Working data START

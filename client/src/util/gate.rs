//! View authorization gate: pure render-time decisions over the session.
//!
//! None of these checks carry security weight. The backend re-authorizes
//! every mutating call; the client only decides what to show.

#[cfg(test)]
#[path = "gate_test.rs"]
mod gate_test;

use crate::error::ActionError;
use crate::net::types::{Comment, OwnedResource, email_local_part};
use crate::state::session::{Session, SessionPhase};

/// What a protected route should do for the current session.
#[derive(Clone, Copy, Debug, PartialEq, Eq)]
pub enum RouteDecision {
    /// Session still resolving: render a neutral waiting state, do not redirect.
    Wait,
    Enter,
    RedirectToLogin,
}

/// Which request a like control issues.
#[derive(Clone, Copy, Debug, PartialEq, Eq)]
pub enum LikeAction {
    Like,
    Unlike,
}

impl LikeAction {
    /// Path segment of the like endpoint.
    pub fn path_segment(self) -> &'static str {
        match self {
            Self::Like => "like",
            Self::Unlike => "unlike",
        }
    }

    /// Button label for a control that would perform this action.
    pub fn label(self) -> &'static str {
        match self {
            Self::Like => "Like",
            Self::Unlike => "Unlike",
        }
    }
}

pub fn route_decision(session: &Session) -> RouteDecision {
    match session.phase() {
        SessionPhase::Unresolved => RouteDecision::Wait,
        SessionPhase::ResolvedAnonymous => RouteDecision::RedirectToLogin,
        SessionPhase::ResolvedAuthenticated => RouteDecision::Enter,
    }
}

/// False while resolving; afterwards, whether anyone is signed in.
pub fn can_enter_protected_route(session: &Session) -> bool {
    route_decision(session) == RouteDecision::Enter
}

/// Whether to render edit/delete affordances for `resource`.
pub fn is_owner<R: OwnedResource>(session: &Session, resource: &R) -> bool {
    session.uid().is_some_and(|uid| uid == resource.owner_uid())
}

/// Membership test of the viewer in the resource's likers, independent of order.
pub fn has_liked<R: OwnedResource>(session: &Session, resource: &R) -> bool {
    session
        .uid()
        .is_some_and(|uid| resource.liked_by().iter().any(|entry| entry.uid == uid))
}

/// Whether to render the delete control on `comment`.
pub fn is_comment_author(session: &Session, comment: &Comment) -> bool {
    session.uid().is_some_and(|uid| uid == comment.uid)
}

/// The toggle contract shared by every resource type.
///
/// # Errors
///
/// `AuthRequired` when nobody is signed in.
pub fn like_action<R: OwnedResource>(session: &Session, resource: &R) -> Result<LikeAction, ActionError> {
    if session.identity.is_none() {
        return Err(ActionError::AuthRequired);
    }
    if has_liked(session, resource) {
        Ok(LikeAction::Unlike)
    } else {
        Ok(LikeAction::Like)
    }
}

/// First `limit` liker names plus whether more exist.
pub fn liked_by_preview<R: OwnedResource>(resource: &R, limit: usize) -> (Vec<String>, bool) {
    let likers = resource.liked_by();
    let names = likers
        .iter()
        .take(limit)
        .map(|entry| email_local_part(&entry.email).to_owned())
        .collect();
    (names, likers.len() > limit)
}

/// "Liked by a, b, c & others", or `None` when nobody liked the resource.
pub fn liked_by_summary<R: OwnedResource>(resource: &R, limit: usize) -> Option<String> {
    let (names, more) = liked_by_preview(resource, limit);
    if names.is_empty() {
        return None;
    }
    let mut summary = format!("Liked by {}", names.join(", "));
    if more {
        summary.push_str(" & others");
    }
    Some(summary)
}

Working data END
Working data START

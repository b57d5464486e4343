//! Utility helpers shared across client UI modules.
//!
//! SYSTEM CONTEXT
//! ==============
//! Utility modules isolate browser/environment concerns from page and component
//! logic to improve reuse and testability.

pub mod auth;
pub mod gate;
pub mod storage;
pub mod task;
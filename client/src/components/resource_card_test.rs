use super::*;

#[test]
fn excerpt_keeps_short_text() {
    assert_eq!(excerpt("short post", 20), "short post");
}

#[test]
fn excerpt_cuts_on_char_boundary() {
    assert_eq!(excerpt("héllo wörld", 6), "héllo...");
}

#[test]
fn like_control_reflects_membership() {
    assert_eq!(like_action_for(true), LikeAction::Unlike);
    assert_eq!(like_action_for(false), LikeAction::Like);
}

Working data END

Work to be completed: Whenever the string "entry" shows up in a line of the entries, copy that line.

Expected answer:
        .is_some_and(|uid| resource.liked_by().iter().any(|entry| entry.uid == uid))
        .map(|entry| email_local_part(&entry.email).to_owned())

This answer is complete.